▶ Saved entries
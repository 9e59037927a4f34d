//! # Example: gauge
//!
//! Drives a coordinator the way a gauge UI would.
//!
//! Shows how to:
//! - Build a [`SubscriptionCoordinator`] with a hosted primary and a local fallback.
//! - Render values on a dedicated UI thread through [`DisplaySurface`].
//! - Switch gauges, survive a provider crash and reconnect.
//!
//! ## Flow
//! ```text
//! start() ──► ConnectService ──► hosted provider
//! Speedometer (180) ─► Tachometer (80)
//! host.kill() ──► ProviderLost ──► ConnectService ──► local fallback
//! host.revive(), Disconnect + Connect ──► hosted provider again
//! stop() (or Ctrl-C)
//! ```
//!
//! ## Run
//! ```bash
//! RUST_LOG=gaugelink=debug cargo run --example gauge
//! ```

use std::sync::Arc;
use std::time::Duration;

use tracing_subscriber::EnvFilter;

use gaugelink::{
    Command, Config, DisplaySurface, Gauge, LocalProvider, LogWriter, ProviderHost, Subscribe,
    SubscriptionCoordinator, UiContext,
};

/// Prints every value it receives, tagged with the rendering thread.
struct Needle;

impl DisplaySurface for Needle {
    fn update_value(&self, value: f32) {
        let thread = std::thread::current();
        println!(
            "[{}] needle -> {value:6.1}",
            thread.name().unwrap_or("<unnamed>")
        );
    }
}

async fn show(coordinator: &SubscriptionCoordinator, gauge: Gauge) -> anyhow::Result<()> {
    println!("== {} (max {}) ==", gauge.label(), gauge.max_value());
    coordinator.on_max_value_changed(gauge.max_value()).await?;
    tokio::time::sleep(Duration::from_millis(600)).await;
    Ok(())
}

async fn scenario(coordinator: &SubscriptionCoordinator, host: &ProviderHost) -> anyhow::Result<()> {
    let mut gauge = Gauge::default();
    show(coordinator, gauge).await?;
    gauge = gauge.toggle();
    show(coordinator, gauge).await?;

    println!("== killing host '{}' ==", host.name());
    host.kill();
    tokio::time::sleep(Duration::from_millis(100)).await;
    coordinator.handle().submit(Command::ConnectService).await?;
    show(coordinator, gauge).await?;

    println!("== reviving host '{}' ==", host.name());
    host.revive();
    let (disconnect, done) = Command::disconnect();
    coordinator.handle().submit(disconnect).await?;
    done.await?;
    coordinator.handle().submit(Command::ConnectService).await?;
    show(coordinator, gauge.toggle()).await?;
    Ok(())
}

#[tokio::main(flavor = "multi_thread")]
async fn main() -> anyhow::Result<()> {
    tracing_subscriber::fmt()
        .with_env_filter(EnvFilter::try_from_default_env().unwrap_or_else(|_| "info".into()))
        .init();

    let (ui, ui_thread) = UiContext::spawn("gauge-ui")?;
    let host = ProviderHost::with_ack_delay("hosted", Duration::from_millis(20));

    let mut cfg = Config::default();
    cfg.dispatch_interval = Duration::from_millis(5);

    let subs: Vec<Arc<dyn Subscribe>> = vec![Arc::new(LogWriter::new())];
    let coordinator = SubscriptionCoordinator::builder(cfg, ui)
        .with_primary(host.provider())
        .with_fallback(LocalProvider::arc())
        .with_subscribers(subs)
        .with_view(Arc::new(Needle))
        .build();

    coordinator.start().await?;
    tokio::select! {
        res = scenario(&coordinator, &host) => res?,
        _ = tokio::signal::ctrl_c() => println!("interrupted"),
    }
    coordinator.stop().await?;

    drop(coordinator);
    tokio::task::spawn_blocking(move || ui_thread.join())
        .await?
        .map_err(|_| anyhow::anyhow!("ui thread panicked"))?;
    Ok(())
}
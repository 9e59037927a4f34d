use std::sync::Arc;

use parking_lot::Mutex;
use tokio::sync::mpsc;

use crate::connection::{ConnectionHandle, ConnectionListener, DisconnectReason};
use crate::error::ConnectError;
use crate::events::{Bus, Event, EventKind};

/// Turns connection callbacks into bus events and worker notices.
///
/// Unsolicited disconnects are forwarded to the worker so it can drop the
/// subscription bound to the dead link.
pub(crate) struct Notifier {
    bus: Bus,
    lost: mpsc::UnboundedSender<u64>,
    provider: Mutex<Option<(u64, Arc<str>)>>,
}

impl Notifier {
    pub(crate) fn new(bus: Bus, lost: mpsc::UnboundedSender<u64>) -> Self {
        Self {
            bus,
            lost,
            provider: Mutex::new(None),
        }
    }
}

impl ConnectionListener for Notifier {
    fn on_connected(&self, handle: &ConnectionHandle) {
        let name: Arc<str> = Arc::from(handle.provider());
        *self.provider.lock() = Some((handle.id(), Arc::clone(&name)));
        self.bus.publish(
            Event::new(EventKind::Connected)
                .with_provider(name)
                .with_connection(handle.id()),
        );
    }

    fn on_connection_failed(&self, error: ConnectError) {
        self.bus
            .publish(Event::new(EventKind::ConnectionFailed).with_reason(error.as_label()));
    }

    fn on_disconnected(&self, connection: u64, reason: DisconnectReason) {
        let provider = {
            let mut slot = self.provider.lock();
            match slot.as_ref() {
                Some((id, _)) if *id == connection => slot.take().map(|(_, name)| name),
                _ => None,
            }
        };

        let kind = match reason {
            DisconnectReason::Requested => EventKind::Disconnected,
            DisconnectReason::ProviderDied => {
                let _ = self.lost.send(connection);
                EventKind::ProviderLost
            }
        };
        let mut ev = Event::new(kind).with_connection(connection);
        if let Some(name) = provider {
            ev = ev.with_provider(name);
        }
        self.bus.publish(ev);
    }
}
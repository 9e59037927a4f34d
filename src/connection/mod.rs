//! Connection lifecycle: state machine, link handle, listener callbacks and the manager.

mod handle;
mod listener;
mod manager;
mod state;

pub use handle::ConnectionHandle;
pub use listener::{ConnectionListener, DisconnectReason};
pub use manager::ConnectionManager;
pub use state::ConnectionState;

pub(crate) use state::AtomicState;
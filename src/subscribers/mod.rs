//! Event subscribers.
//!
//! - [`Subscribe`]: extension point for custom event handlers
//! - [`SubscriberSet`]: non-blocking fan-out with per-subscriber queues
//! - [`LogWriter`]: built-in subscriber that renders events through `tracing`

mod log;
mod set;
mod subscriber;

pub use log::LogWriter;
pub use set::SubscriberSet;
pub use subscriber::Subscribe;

▶ WHAT TO PRODUCE
Your task is to repeat the data exactly, with nothing left out.

▶ YOUR SOLUTION
repository 9e59037927a4f34d
//! # Example: gauge
//!
//! Drives a coordinator the way a gauge UI would.
//!
//! Shows how to:
//! - Build a [`SubscriptionCoordinator`] with a hosted primary and a local fallback.
//! - Render values on a dedicated UI thread through [`DisplaySurface`].
//! - Switch gauges, survive a provider crash and reconnect.
//!
//! ## Flow
//! ```text
//! start() ──► ConnectService ──► hosted provider
//! Speedometer (180) ─► Tachometer (80)
//! host.kill() ──► ProviderLost ──► ConnectService ──► local fallback
//! host.revive(), Disconnect + Connect ──► hosted provider again
//! stop() (or Ctrl-C)
//! ```
//!
//! ## Run
//! ```bash
//! RUST_LOG=gaugelink=debug cargo run --example gauge
//! ```

use std::sync::Arc;
use std::time::Duration;

use tracing_subscriber::EnvFilter;

use gaugelink::{
    Command, Config, DisplaySurface, Gauge, LocalProvider, LogWriter, ProviderHost, Subscribe,
    SubscriptionCoordinator, UiContext,
};

/// Prints every value it receives, tagged with the rendering thread.
struct Needle;

impl DisplaySurface for Needle {
    fn update_value(&self, value: f32) {
        let thread = std::thread::current();
        println!(
            "[{}] needle -> {value:6.1}",
            thread.name().unwrap_or("<unnamed>")
        );
    }
}

async fn show(coordinator: &SubscriptionCoordinator, gauge: Gauge) -> anyhow::Result<()> {
    println!("== {} (max {}) ==", gauge.label(), gauge.max_value());
    coordinator.on_max_value_changed(gauge.max_value()).await?;
    tokio::time::sleep(Duration::from_millis(600)).await;
    Ok(())
}

async fn scenario(coordinator: &SubscriptionCoordinator, host: &ProviderHost) -> anyhow::Result<()> {
    let mut gauge = Gauge::default();
    show(coordinator, gauge).await?;
    gauge = gauge.toggle();
    show(coordinator, gauge).await?;

    println!("== killing host '{}' ==", host.name());
    host.kill();
    tokio::time::sleep(Duration::from_millis(100)).await;
    coordinator.handle().submit(Command::ConnectService).await?;
    show(coordinator, gauge).await?;

    println!("== reviving host '{}' ==", host.name());
    host.revive();
    let (disconnect, done) = Command::disconnect();
    coordinator.handle().submit(disconnect).await?;
    done.await?;
    coordinator.handle().submit(Command::ConnectService).await?;
    show(coordinator, gauge.toggle()).await?;
    Ok(())
}

#[tokio::main(flavor = "multi_thread")]
async fn main() -> anyhow::Result<()> {
    tracing_subscriber::fmt()
        .with_env_filter(EnvFilter::try_from_default_env().unwrap_or_else(|_| "info".into()))
        .init();

    let (ui, ui_thread) = UiContext::spawn("gauge-ui")?;
    let host = ProviderHost::with_ack_delay("hosted", Duration::from_millis(20));

    let mut cfg = Config::default();
    cfg.dispatch_interval = Duration::from_millis(5);

    let subs: Vec<Arc<dyn Subscribe>> = vec![Arc::new(LogWriter::new())];
    let coordinator = SubscriptionCoordinator::builder(cfg, ui)
        .with_primary(host.provider())
        .with_fallback(LocalProvider::arc())
        .with_subscribers(subs)
        .with_view(Arc::new(Needle))
        .build();

    coordinator.start().await?;
    tokio::select! {
        res = scenario(&coordinator, &host) => res?,
        _ = tokio::signal::ctrl_c() => println!("interrupted"),
    }
    coordinator.stop().await?;

    drop(coordinator);
    tokio::task::spawn_blocking(move || ui_thread.join())
        .await?
        .map_err(|_| anyhow::anyhow!("ui thread panicked"))?;
    Ok(())
}
repository 9e59037927a4f34d
use std::sync::Arc;

use parking_lot::Mutex;
use tokio::sync::mpsc;

use crate::connection::{ConnectionHandle, ConnectionListener, DisconnectReason};
use crate::error::ConnectError;
use crate::events::{Bus, Event, EventKind};

/// Turns connection callbacks into bus events and worker notices.
///
/// Unsolicited disconnects are forwarded to the worker so it can drop the
/// subscription bound to the dead link.
pub(crate) struct Notifier {
    bus: Bus,
    lost: mpsc::UnboundedSender<u64>,
    provider: Mutex<Option<(u64, Arc<str>)>>,
}

impl Notifier {
    pub(crate) fn new(bus: Bus, lost: mpsc::UnboundedSender<u64>) -> Self {
        Self {
            bus,
            lost,
            provider: Mutex::new(None),
        }
    }
}

impl ConnectionListener for Notifier {
    fn on_connected(&self, handle: &ConnectionHandle) {
        let name: Arc<str> = Arc::from(handle.provider());
        *self.provider.lock() = Some((handle.id(), Arc::clone(&name)));
        self.bus.publish(
            Event::new(EventKind::Connected)
                .with_provider(name)
                .with_connection(handle.id()),
        );
    }

    fn on_connection_failed(&self, error: ConnectError) {
        self.bus
            .publish(Event::new(EventKind::ConnectionFailed).with_reason(error.as_label()));
    }

    fn on_disconnected(&self, connection: u64, reason: DisconnectReason) {
        let provider = {
            let mut slot = self.provider.lock();
            match slot.as_ref() {
                Some((id, _)) if *id == connection => slot.take().map(|(_, name)| name),
                _ => None,
            }
        };

        let kind = match reason {
            DisconnectReason::Requested => EventKind::Disconnected,
            DisconnectReason::ProviderDied => {
                let _ = self.lost.send(connection);
                EventKind::ProviderLost
            }
        };
        let mut ev = Event::new(kind).with_connection(connection);
        if let Some(name) = provider {
            ev = ev.with_provider(name);
        }
        self.bus.publish(ev);
    }
}
repository 9e59037927a4f34d
filename src/connection/mod.rs
//! Connection lifecycle: state machine, link handle, listener callbacks and the manager.

mod handle;
mod listener;
mod manager;
mod state;

pub use handle::ConnectionHandle;
pub use listener::{ConnectionListener, DisconnectReason};
pub use manager::ConnectionManager;
pub use state::ConnectionState;

pub(crate) use state::AtomicState;
filename src/subscribers/mod.rs
//! Event subscribers.
//!
//! - [`Subscribe`]: extension point for custom event handlers
//! - [`SubscriberSet`]: non-blocking fan-out with per-subscriber queues
//! - [`LogWriter`]: built-in subscriber that renders events through `tracing`

mod log;
mod set;
mod subscriber;

pub use log::LogWriter;
pub use set::SubscriberSet;
pub use subscriber::Subscribe;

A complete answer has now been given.